Heidi Chiavaroli’s novel The Orchard House is a tribute to Louisa May Alcott, whose historic home and writing speak to women’s need for refuge.
When she was a teenager, Taylor was adopted by the Bennett family, whose kindness she never felt worthy of. She and her new sister, Victoria, shared a love for Little Women and exchanged views on their own creative writing, even attending workshops at Orchard House. Later, they grew apart.
Now thirty-seven and a bestselling author, Taylor returns to Concord to see her adoptive mother, who has cancer. She feels guilt about her abrupt departure and her strained relationship with Victoria, who’s facing domestic abuse; they excavate old wounds, but also set them aside to extend support. A twin narrative set in the 1860s focuses on Johanna, an aspiring poet, the caretaker of Orchard House, and an abused wife.
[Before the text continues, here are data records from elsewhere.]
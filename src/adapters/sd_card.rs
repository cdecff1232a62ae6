//! SD card filesystem adapter.
//!
//! Implements [`FileSystem`] over `std::fs`. On the device the card is a
//! FAT volume mounted into the ESP-IDF VFS at [`MOUNT_POINT`], so the same
//! code runs on target and on the host (where the root is a temp dir).
//!
//! Link paths are card-relative (`/tiles/12/2048/1361.bin`); the adapter
//! prefixes them with its root.

use std::fs::{self, File, OpenOptions};
use std::io::{self, ErrorKind, Read, Write};
use std::path::PathBuf;

use log::debug;

use crate::app::ports::{FileName, FileSystem, OpenMode, StorageFile};
use crate::error::StorageError;

/// VFS path the FAT volume is mounted at on the device.
pub const MOUNT_POINT: &str = "/sdcard";

fn map_open_err(e: &io::Error) -> StorageError {
    match e.kind() {
        ErrorKind::NotFound => StorageError::NotFound,
        _ => StorageError::OpenFailed,
    }
}

// ───────────────────────────────────────────────────────────────
// File handle
// ───────────────────────────────────────────────────────────────

/// Open file on the card. Closed on drop.
pub struct SdFile {
    file: File,
}

impl StorageFile for SdFile {
    fn write_all(&mut self, data: &[u8]) -> Result<(), StorageError> {
        self.file
            .write_all(data)
            .and_then(|()| self.file.flush())
            .map_err(|_| StorageError::WriteFailed)
    }

    fn read(&mut self, buf: &mut [u8]) -> Result<usize, StorageError> {
        loop {
            match self.file.read(buf) {
                Ok(n) => return Ok(n),
                Err(e) if e.kind() == ErrorKind::Interrupted => {}
                Err(_) => return Err(StorageError::ReadFailed),
            }
        }
    }

    fn size(&self) -> Result<u64, StorageError> {
        self.file
            .metadata()
            .map(|m| m.len())
            .map_err(|_| StorageError::Io)
    }
}

// ───────────────────────────────────────────────────────────────
// Filesystem
// ───────────────────────────────────────────────────────────────

pub struct SdCardFs {
    root: PathBuf,
}

impl SdCardFs {
    /// Filesystem rooted at `root` (the card mount point on the device).
    pub fn new(root: impl Into<PathBuf>) -> Self {
        Self { root: root.into() }
    }

    fn resolve(&self, path: &str) -> PathBuf {
        self.root.join(path.trim_start_matches('/'))
    }
}

impl FileSystem for SdCardFs {
    type File = SdFile;

    fn open(&mut self, path: &str, mode: OpenMode) -> Result<SdFile, StorageError> {
        let full = self.resolve(path);
        let mut opts = OpenOptions::new();
        match mode {
            OpenMode::Read => opts.read(true),
            OpenMode::Write => opts.write(true).create(true).truncate(true),
            OpenMode::Append => opts.append(true).create(true),
        };
        opts.open(&full)
            .map(|file| SdFile { file })
            .map_err(|e| {
                debug!("sd: open {} ({:?}) failed: {}", path, mode, e);
                map_open_err(&e)
            })
    }

    fn remove(&mut self, path: &str) -> Result<(), StorageError> {
        fs::remove_file(self.resolve(path)).map_err(|e| match e.kind() {
            ErrorKind::NotFound => StorageError::NotFound,
            _ => StorageError::Io,
        })
    }

    fn create_dir_all(&mut self, path: &str) -> Result<(), StorageError> {
        fs::create_dir_all(self.resolve(path)).map_err(|_| StorageError::DirCreateFailed)
    }

    fn list(&mut self, dir: &str) -> Result<Vec<FileName>, StorageError> {
        let entries = fs::read_dir(self.resolve(dir)).map_err(|e| map_open_err(&e))?;
        let mut names = Vec::new();
        for entry in entries {
            let Ok(entry) = entry else { continue };
            if !entry.file_type().is_ok_and(|t| t.is_file()) {
                continue;
            }
            let file_name = entry.file_name();
            let Some(name) = file_name.to_str() else {
                continue;
            };
            let mut owned = FileName::new();
            if owned.push_str(name).is_ok() {
                names.push(owned);
            }
        }
        Ok(names)
    }
}

// ───────────────────────────────────────────────────────────────
// Tests
// ───────────────────────────────────────────────────────────────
The alternating timelines converge because of the women’s desire to feel unfettered despite also yearning for connections. Rediscovering Johanna’s poems, and researching her life, pulls Taylor and Victoria closer. Epistolary interludes between Johanna and Louisa May Alcott mirror the sisters’ affection. Gradually, scenes ravel toward freedom, which the women find in being vulnerable.
With Christian themes about trusting God through personal failings, this exploration of broken relationships is raw when it comes to addressing its characters’ self-imposed isolation, and hopeful when it comes to showing the powerful influence of sisterhood on healing. The characters’ clear admiration of Louisa May Alcott is both about sweet girlhood fandom and respect for her mind; in scenes featuring Louisa, she is a down to earth advisor. Concord and its surroundings are a fertile background for the story.
The Orchard House is a historical novel made for Louisa May Alcott fans, with plentiful references amid a touching story about homecoming and forgiveness.